Authors: Andrzej Warzynski (Arm) and Diego Caballero (Google)
Hi everyone,
Scalable vectors are a well-established technology with broad support in multiple components of the LLVM project:
- Starting from Release 14, LLVM will default to scalable auto-vectorisation when targeting Arm CPUs that support it (see also LLVM 14 - what’s new and improved for Arm),
- MLIR has had support for scalable vectors for quite a while now (see e.g. VectorType),
- SparseTensor vectoriser already supports scalable vectors (see e.g. SparseVectorization.cpp).
We propose to extend the Linalg vectoriser so that it can also target scalable vectors and leverage the full potential of architectures that support them (see Appendix for examples). This will require changes in the following areas:
- Extend tiling so that it can generate tiles with scalable sizes,
- Add any missing scalable vector representation to facilitate the changes proposed here,
- Teach Linalg’s vectoriser to generate scalable vectors,
- Implement the missing lowering from the Vector to the LLVM dialect (and to LLVM IR).
In the sections below we dive into details for each of the above. First, let us start with a bit of background (you can skip it if you’re already familiar with the concept of scalable vectors).

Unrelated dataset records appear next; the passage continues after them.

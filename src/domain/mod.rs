mod audio_file;
mod audio_object;
mod cost_breakdown;
mod language_code;
mod media_format;
mod price_table;
mod summary;
mod token_estimate;
mod transcript;
mod transcription_job;
mod transcription_job_status;

pub use audio_file::{AUDIO_EXTENSIONS, AudioFileEntry, round_mb};
pub use audio_object::AudioObject;
pub use cost_breakdown::{CostBreakdown, CostInputs};
pub use language_code::LanguageCode;
pub use media_format::MediaFormat;
pub use price_table::PriceTable;
pub use summary::{SummaryResult, TokenUsage};
pub use token_estimate::{
    PROMPT_OVERHEAD_TOKENS, estimate_prompt_tokens, estimate_tokens, prompt_tokens_for_words,
    tokens_for_words,
};
pub use transcript::Transcript;
pub use transcription_job::{TranscriptionJob, TranscriptionJobId};
pub use transcription_job_status::TranscriptionJobStatus;
use async_trait::async_trait;

use crate::domain::{TranscriptionJob, TranscriptionJobId, TranscriptionJobStatus};

#[derive(Debug, Clone, PartialEq)]
pub struct JobStatusReport {
    pub status: TranscriptionJobStatus,
    pub transcript_url: Option<String>,
    pub failure_reason: Option<String>,
}

impl JobStatusReport {
    pub fn in_progress() -> Self {
        Self {
            status: TranscriptionJobStatus::InProgress,
            transcript_url: None,
            failure_reason: None,
        }
    }

    pub fn completed(transcript_url: impl Into<String>) -> Self {
        Self {
            status: TranscriptionJobStatus::Completed,
            transcript_url: Some(transcript_url.into()),
            failure_reason: None,
        }
    }

    pub fn failed(reason: Option<String>) -> Self {
        Self {
            status: TranscriptionJobStatus::Failed,
            transcript_url: None,
            failure_reason: reason,
        }
    }
}

#[async_trait]
pub trait TranscriptionService: Send + Sync {
    async fn start_job(&self, job: &TranscriptionJob) -> Result<(), TranscriptionError>;

    async fn job_status(&self, id: &TranscriptionJobId)
    -> Result<JobStatusReport, TranscriptionError>;
}

#[derive(Debug, thiserror::Error)]
pub enum TranscriptionError {
    #[error("api request failed: {0}")]
    ApiRequestFailed(String),
    #[error("invalid response: {0}")]
    InvalidResponse(String),
}
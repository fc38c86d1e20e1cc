const TOKENS_PER_WORD: f64 = 1.3;
pub const PROMPT_OVERHEAD_TOKENS: u64 = 200;

/// Rough token count for `words` words when the provider does not report usage.
pub fn tokens_for_words(words: usize) -> u64 {
    (words as f64 * TOKENS_PER_WORD).ceil() as u64
}

/// Tokens for a summary prompt wrapping a transcript of `words` words.
pub fn prompt_tokens_for_words(words: usize) -> u64 {
    tokens_for_words(words) + PROMPT_OVERHEAD_TOKENS
}

pub fn estimate_tokens(text: &str) -> u64 {
    tokens_for_words(text.split_whitespace().count())
}

pub fn estimate_prompt_tokens(transcript: &str) -> u64 {
    prompt_tokens_for_words(transcript.split_whitespace().count())
}
use std::time::Duration;

use async_trait::async_trait;
use serde_json::json;
use uuid::Uuid;

use crate::application::ports::{RunMetadata, TraceCollector, TraceError};

pub const DEFAULT_LANGSMITH_ENDPOINT: &str = "https://eu.api.smith.langchain.com";

/// Posts one completed LLM run per summarization to a LangSmith project.
pub struct LangSmithTraceCollector {
    client: reqwest::Client,
    endpoint: String,
    api_key: String,
    project: String,
}

impl LangSmithTraceCollector {
    /// `timeout` bounds every submission, connect and response included.
    pub fn new(
        api_key: String,
        endpoint: Option<String>,
        project: String,
        timeout: Duration,
    ) -> Result<Self, TraceError> {
        let endpoint = endpoint
            .unwrap_or_else(|| DEFAULT_LANGSMITH_ENDPOINT.to_string())
            .trim_end_matches('/')
            .to_string();
        let client = reqwest::Client::builder()
            .timeout(timeout)
            .build()
            .map_err(|e| TraceError::Configuration(e.to_string()))?;
        Ok(Self {
            client,
            endpoint,
            api_key,
            project,
        })
    }
}

#[async_trait]
impl TraceCollector for LangSmithTraceCollector {
    async fn record_run(&self, run: &RunMetadata) -> Result<(), TraceError> {
        let payload = json!({
            "id": Uuid::new_v4().to_string(),
            "name": run.use_case,
            "run_type": "llm",
            "session_name": self.project,
            "start_time": run.started_at.to_rfc3339(),
            "end_time": run.finished_at.to_rfc3339(),
            "inputs": {
                "transcript_length": run.transcript_length,
            },
            "outputs": {
                "input_tokens": run.usage.input_tokens,
                "output_tokens": run.usage.output_tokens,
            },
            "extra": {
                "metadata": {
                    "correlation_id": run.correlation_id,
                    "use_case": run.use_case,
                    "model_id": run.model_id,
                    "transcript_length": run.transcript_length,
                }
            }
        });

        let response = self
            .client
            .post(format!("{}/runs", self.endpoint))
            .header("x-api-key", &self.api_key)
            .json(&payload)
            .send()
            .await
            .map_err(|e| TraceError::SubmissionFailed(format!("request: {}", e)))?;

        if !response.status().is_success() {
            let status = response.status();
            let body = response
                .text()
                .await
                .unwrap_or_else(|_| "unknown error".to_string());
            return Err(TraceError::SubmissionFailed(format!(
                "status {}: {}",
                status, body
            )));
        }

        tracing::debug!(correlation_id = %run.correlation_id, "Trace run recorded");
        Ok(())
    }
}
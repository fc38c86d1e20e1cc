use axum::extract::{Query, State};
use serde::Deserialize;

use crate::presentation::envelope::ResponseEnvelope;
use crate::presentation::state::AppState;

#[derive(Debug, Default, Deserialize)]
pub struct AudioFilesQuery {
    pub bucket: Option<String>,
    pub prefix: Option<String>,
}

#[tracing::instrument(skip(state))]
pub async fn audio_files_handler(
    State(state): State<AppState>,
    Query(query): Query<AudioFilesQuery>,
) -> ResponseEnvelope {
    match state
        .catalog
        .list(query.bucket.as_deref(), query.prefix.as_deref())
        .await
    {
        Ok(listing) => ResponseEnvelope::ok(&listing),
        Err(e) => {
            tracing::error!(error = %e, "Audio listing failed");
            ResponseEnvelope::error(&e, state.error_policy)
        }
    }
}
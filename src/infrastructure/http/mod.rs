mod transcript_downloader;

pub use transcript_downloader::HttpTranscriptFetcher;
use std::time::Duration;

use serde::Serialize;

#[derive(Debug, Clone, Copy, PartialEq, Eq, Serialize)]
pub struct TokenUsage {
    pub input_tokens: u64,
    pub output_tokens: u64,
}

#[derive(Debug, Clone, PartialEq)]
pub struct SummaryResult {
    pub text: String,
    pub usage: TokenUsage,
    /// Time spent waiting on the model alone.
    pub generation_time: Duration,
}

impl SummaryResult {
    pub fn input_tokens(&self) -> u64 {
        self.usage.input_tokens
    }

    pub fn output_tokens(&self) -> u64 {
        self.usage.output_tokens
    }
}
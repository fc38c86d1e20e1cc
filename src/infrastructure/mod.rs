pub mod aws;
pub mod http;
pub mod metrics;
pub mod observability;
pub mod storage;
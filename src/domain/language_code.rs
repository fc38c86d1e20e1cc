use std::fmt;
use std::str::FromStr;

/// Transcription language as a `ll-CC` tag, e.g. `es-US` or `en-GB`.
#[derive(Debug, Clone, PartialEq, Eq, Hash)]
pub struct LanguageCode(String);

impl LanguageCode {
    pub fn as_str(&self) -> &str {
        &self.0
    }
}

impl Default for LanguageCode {
    fn default() -> Self {
        Self("es-US".to_string())
    }
}

impl FromStr for LanguageCode {
    type Err = String;

    fn from_str(s: &str) -> Result<Self, Self::Err> {
        let (language, region) = s
            .split_once('-')
            .ok_or_else(|| format!("Invalid language code: {}. Expected form ll-CC", s))?;

        let language_ok = (2..=3).contains(&language.len())
            && language.chars().all(|c| c.is_ascii_lowercase());
        let region_ok = region.len() == 2 && region.chars().all(|c| c.is_ascii_uppercase());

        if language_ok && region_ok {
            Ok(Self(s.to_string()))
        } else {
            Err(format!("Invalid language code: {}. Expected form ll-CC", s))
        }
    }
}

impl TryFrom<String> for LanguageCode {
    type Error = String;

    fn try_from(s: String) -> Result<Self, Self::Error> {
        s.parse()
    }
}

impl fmt::Display for LanguageCode {
    fn fmt(&self, f: &mut fmt::Formatter<'_>) -> fmt::Result {
        f.write_str(&self.0)
    }
}
mod helpers;

use std::sync::Arc;
use std::time::Duration;

use recap::application::ports::{JobStatusReport, MetricUnit, TraceCollector};
use recap::application::services::{
    CostReporter, ErrorKind, PipelineError, PollPolicy, Summarizer, TranscriptionOrchestrator,
    USE_CASE_TAG,
};
use recap::domain::{
    AudioObject, CostInputs, LanguageCode, MediaFormat, PriceTable, TokenUsage, Transcript,
};

use helpers::{
    MockLlmClient, PipelineParts, RecordingMetricsSink, RecordingTraceCollector,
    ScriptedTranscriptionService, SlowTraceCollector, StaticTranscriptFetcher, TEST_BUCKET, TEST_KEY,
    fast_poll_policy, request_body,
};

fn five_hundred_words() -> String {
    vec!["word"; 500].join(" ")
}

fn orchestrator(
    service: Arc<ScriptedTranscriptionService>,
    poll_policy: PollPolicy,
) -> TranscriptionOrchestrator {
    TranscriptionOrchestrator::new(
        service,
        Arc::new(StaticTranscriptFetcher("hello team".to_string())),
        "en-GB".parse::<LanguageCode>().unwrap(),
        MediaFormat::Wav,
        poll_policy,
    )
}

#[tokio::test]
async fn given_job_that_completes_later_when_transcribing_then_polls_until_done() {
    let service = Arc::new(ScriptedTranscriptionService::new(vec![
        JobStatusReport::in_progress(),
        JobStatusReport::in_progress(),
        JobStatusReport::completed(helpers::TEST_TRANSCRIPT_URL),
    ]));
    let orchestrator = orchestrator(service.clone(), fast_poll_policy());

    let transcript = orchestrator
        .transcribe(&AudioObject::new(TEST_BUCKET, TEST_KEY))
        .await
        .unwrap();

    assert_eq!(transcript.as_str(), "hello team");
    assert_eq!(service.poll_count(), 3);

    let started = service.started.lock().unwrap();
    assert_eq!(started[0].language_code.as_str(), "en-GB");
    assert_eq!(started[0].media_format, MediaFormat::Wav);
    assert!(started[0].id.as_str().starts_with("transcription-job-"));
}

#[tokio::test]
async fn given_job_that_never_finishes_when_transcribing_then_times_out() {
    let service = Arc::new(ScriptedTranscriptionService::new(vec![
        JobStatusReport::in_progress(),
    ]));
    let policy = PollPolicy::fixed(Duration::from_millis(10), Duration::from_millis(50));
    let orchestrator = orchestrator(service.clone(), policy);

    let err = orchestrator
        .transcribe(&AudioObject::new(TEST_BUCKET, TEST_KEY))
        .await
        .unwrap_err();

    assert_eq!(err.kind(), ErrorKind::Timeout);
    match err {
        PipelineError::Timeout { waited, .. } => assert!(waited >= Duration::from_millis(50)),
        other => panic!("expected timeout, got {other:?}"),
    }
    assert!(service.poll_count() >= 2);
}

#[tokio::test]
async fn given_completed_job_without_url_when_transcribing_then_returns_internal_error() {
    let mut report = JobStatusReport::completed("unused");
    report.transcript_url = None;
    let service = Arc::new(ScriptedTranscriptionService::new(vec![report]));
    let orchestrator = orchestrator(service, fast_poll_policy());

    let err = orchestrator
        .transcribe(&AudioObject::new(TEST_BUCKET, TEST_KEY))
        .await
        .unwrap_err();

    assert_eq!(err.kind(), ErrorKind::Internal);
}

#[tokio::test]
async fn given_failed_job_when_transcribing_then_stops_polling_with_reason() {
    let service = Arc::new(ScriptedTranscriptionService::new(vec![
        JobStatusReport::in_progress(),
        JobStatusReport::failed(Some("unsupported media".to_string())),
    ]));
    let orchestrator = orchestrator(service.clone(), fast_poll_policy());

    let err = orchestrator
        .transcribe(&AudioObject::new(TEST_BUCKET, TEST_KEY))
        .await
        .unwrap_err();

    assert_eq!(err.kind(), ErrorKind::TranscriptionFailed);
    assert!(err.to_string().contains("unsupported media"));
    assert_eq!(service.poll_count(), 2);
}

#[tokio::test]
async fn given_provider_without_usage_when_summarizing_then_tokens_are_estimated() {
    let llm = Arc::new(MockLlmClient::new("one two three four five six seven eight nine ten", None));
    let summarizer = Summarizer::new(llm.clone(), Arc::new(RecordingTraceCollector::default()), 0.1, 2048);

    let result = summarizer
        .summarize(&Transcript::new(five_hundred_words()), "corr-1")
        .await
        .unwrap();

    assert_eq!(result.input_tokens(), 850);
    assert_eq!(result.output_tokens(), 13);

    let requests = llm.requests.lock().unwrap();
    assert!(requests[0].prompt.contains("<transcript>"));
    assert_eq!(requests[0].max_tokens, 2048);
}

#[tokio::test]
async fn given_enabled_collector_when_summarizing_then_run_is_recorded() {
    let collector = Arc::new(RecordingTraceCollector::default());
    let llm = Arc::new(MockLlmClient::new(
        "summary",
        Some(TokenUsage {
            input_tokens: 850,
            output_tokens: 300,
        }),
    ));
    let summarizer = Summarizer::new(llm, collector.clone(), 0.1, 2048);

    summarizer
        .summarize(&Transcript::new("short meeting"), "corr-7")
        .await
        .unwrap();

    let runs = collector.runs.lock().unwrap();
    assert_eq!(runs.len(), 1);
    assert_eq!(runs[0].correlation_id, "corr-7");
    assert_eq!(runs[0].use_case, USE_CASE_TAG);
    assert_eq!(runs[0].model_id, "mock-model");
    assert_eq!(runs[0].transcript_length, 13);
    assert_eq!(runs[0].usage.output_tokens, 300);
}

#[tokio::test]
async fn given_failing_collector_when_summarizing_then_summary_still_returned() {
    let collector: Arc<dyn TraceCollector> = Arc::new(RecordingTraceCollector {
        fail: true,
        ..RecordingTraceCollector::default()
    });
    let summarizer = Summarizer::new(
        Arc::new(MockLlmClient::new("still fine", None)),
        collector,
        0.1,
        2048,
    );

    let result = summarizer
        .summarize(&Transcript::new("meeting"), "corr-9")
        .await
        .unwrap();

    assert_eq!(result.text, "still fine");
}

#[tokio::test]
async fn given_unresponsive_collector_when_summarizing_then_gives_up_after_trace_timeout() {
    let collector = Arc::new(SlowTraceCollector {
        delay: Duration::from_secs(3600),
    });
    let summarizer = Summarizer::new(
        Arc::new(MockLlmClient::new("done anyway", None)),
        collector,
        0.1,
        2048,
    )
    .with_trace_timeout(Duration::from_millis(50));

    let result = tokio::time::timeout(
        Duration::from_secs(5),
        summarizer.summarize(&Transcript::new("meeting"), "corr-10"),
    )
    .await
    .expect("summary must not wait on the collector")
    .unwrap();

    assert_eq!(result.text, "done anyway");
}

#[tokio::test]
async fn given_slow_collector_when_pipeline_runs_then_bedrock_time_excludes_trace_latency() {
    let parts = PipelineParts {
        trace: Arc::new(SlowTraceCollector {
            delay: Duration::from_millis(300),
        }),
        ..PipelineParts::default()
    };

    let outcome = parts
        .build()
        .run(request_body(TEST_BUCKET, TEST_KEY).as_bytes(), "corr-11")
        .await
        .unwrap();

    assert!(outcome.metrics.bedrock_time < 0.2);
    assert!(outcome.metrics.processing_time >= 0.3);
}

#[tokio::test]
async fn given_cost_report_when_published_then_five_metrics_carry_use_case_dimension() {
    let sink = Arc::new(RecordingMetricsSink::default());
    let reporter = CostReporter::new(sink.clone(), PriceTable::default(), "MeetingSummarizer");
    let inputs = CostInputs {
        file_size_bytes: 2 * 1024 * 1024,
        word_count: 500,
        elapsed: Duration::from_secs(42),
    };

    let breakdown = reporter
        .report(
            &inputs,
            TokenUsage {
                input_tokens: 850,
                output_tokens: 300,
            },
        )
        .await;

    let published = sink.published.lock().unwrap();
    assert_eq!(published.len(), 1);
    let (namespace, data) = &published[0];
    assert_eq!(namespace, "MeetingSummarizer");

    let names: Vec<&str> = data.iter().map(|d| d.name.as_str()).collect();
    assert_eq!(
        names,
        ["TotalCost", "ProcessingTime", "WordCount", "InputTokens", "OutputTokens"]
    );
    assert!(data.iter().all(|d| d.dimensions
        == vec![("UseCase".to_string(), "meeting_summarization".to_string())]));
    assert_eq!(data[0].value, breakdown.total);
    assert_eq!(data[1].unit, MetricUnit::Seconds);
    assert_eq!(data[1].value, 42.0);
    assert_eq!(data[2].value, 500.0);
    assert_eq!(data[3].value, 850.0);
    assert_eq!(data[4].value, 300.0);
}

#[tokio::test]
async fn given_two_mib_recording_when_pipeline_runs_then_costs_follow_actual_usage() {
    let parts = PipelineParts {
        transcript: five_hundred_words(),
        ..PipelineParts::default()
    };
    let pipeline = parts.build();

    let outcome = pipeline
        .run(request_body(TEST_BUCKET, TEST_KEY).as_bytes(), "corr-1")
        .await
        .unwrap();

    let metrics = &outcome.metrics;
    let costs = &metrics.cost_breakdown;
    assert_eq!(metrics.word_count, 500);
    assert_eq!(metrics.file_size_mb, 2.0);
    assert_eq!(metrics.token_usage.input_tokens, 850);
    assert_eq!(metrics.token_usage.output_tokens, 300);
    assert!((costs.bedrock - 0.00705).abs() < 1e-9);
    assert!((costs.transcribe - 2_097_152.0 / 960_000.0 * 0.024).abs() < 1e-9);
    let sum = costs.lambda + costs.transcribe + costs.bedrock + costs.storage + costs.gateway;
    assert!((costs.total - sum).abs() < 1e-12);
    assert_eq!(metrics.estimated_cost, costs.total);
    assert!(metrics.bedrock_time <= metrics.processing_time);
}

#[tokio::test]
async fn given_invalid_request_when_pipeline_runs_then_no_metrics_are_published() {
    let parts = PipelineParts::default();
    let pipeline = parts.build();

    let err = pipeline.run(br#"{"bucket_name": ""}"#, "corr-1").await.unwrap_err();

    assert_eq!(err.kind(), ErrorKind::MissingParameter);
    assert!(parts.metrics.published.lock().unwrap().is_empty());
}
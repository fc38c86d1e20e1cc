use std::net::SocketAddr;

use anyhow::Context;
use tokio::net::TcpListener;

use recap::infrastructure::observability::{TracingConfig, init_tracing};
use recap::presentation::{AppState, Environment, Settings, build_services, create_router};

#[tokio::main]
async fn main() -> anyhow::Result<()> {
    dotenvy::dotenv().ok();

    init_tracing(&TracingConfig::default());

    let environment = Environment::from_env().map_err(anyhow::Error::msg)?;
    let settings = Settings::load(environment).context("failed to load settings")?;
    tracing::info!(environment = %environment, "Settings loaded");

    let services = build_services(&settings)
        .await
        .context("failed to wire services")?;

    let state = AppState {
        pipeline: services.pipeline,
        catalog: services.catalog,
        error_policy: settings.errors.status_policy,
    };

    let router = create_router(state);

    let addr: SocketAddr = format!("{}:{}", settings.server.host, settings.server.port)
        .parse()
        .context("invalid server address")?;
    tracing::info!("Listening on {}", addr);

    let listener = TcpListener::bind(addr).await?;
    axum::serve(listener, router)
        .with_graceful_shutdown(shutdown_signal())
        .await?;

    Ok(())
}

async fn shutdown_signal() {
    if let Err(e) = tokio::signal::ctrl_c().await {
        tracing::error!(error = %e, "Failed to listen for shutdown signal");
        return;
    }
    tracing::info!("Shutdown signal received");
}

A Brief Primer on Scalable Vectors in LLVM and MLIR
Scalable vectors enable Vector Length Agnostic (VLA) programming. In this model, the developer and the compiler are free from concerns about the actual width of the available vectors (e.g. 128 vs 256 bits). This allows one, for example, to compile once and then execute on CPUs with different vector widths and still utilise full vector width in every case.
Scalable vectors are like regular vectors, but their actual size is e.g. 128 * vscale
rather than plain 128
bits. The value of vscale
is unknown at compile time, but known at runtime. At the LLVM IR level you can use the llvm.vscale intrinsic to retrieve this value (so that it can be used in various arithmetic operations). And when defining scalable vectors, you would use vscale x 4
instead of 4
when specifying vector length.
Here’s an example of fixed-width vs scalable reductions in LLVM IR:
// Extracted from llvm/test/CodeGen/AArch64/double_reduct.ll
define float @add_f32(<8 x float> %a, <4 x float> %b) {
%r1 = call fast float @llvm.vector.reduce.fadd.f32.v8f32(float -0.0, <8 x float> %a)
%r2 = call fast float @llvm.vector.reduce.fadd.f32.v4f32(float -0.0, <4 x float> %b)
%r = fadd fast float %r1, %r2
ret float %r
}
declare float @llvm.vector.reduce.fadd.f32.v8f32(float, <8 x float>)
declare float @llvm.vector.reduce.fadd.f32.v4f32(float, <4 x float>)
// Extracted from llvm/test/CodeGen/AArch64/sve-doublereduct.ll
define float @add_f32(<vscale x 8 x float> %a, <vscale x 4 x float> %b) {
%r1 = call fast float @llvm.vector.reduce.fadd.f32.nxv8f32(float -0.0, <vscale x 8 x float> %a)
%r2 = call fast float @llvm.vector.reduce.fadd.f32.nxv4f32(float -0.0, <vscale x 4 x float> %b)
%r = fadd fast float %r1, %r2
ret float %r
}
declare float @llvm.vector.reduce.fadd.f32.nxv8f32(float, <vscale x 8 x float>)
declare float @llvm.vector.reduce.fadd.f32.nxv4f32(float, <vscale x 4 x float>)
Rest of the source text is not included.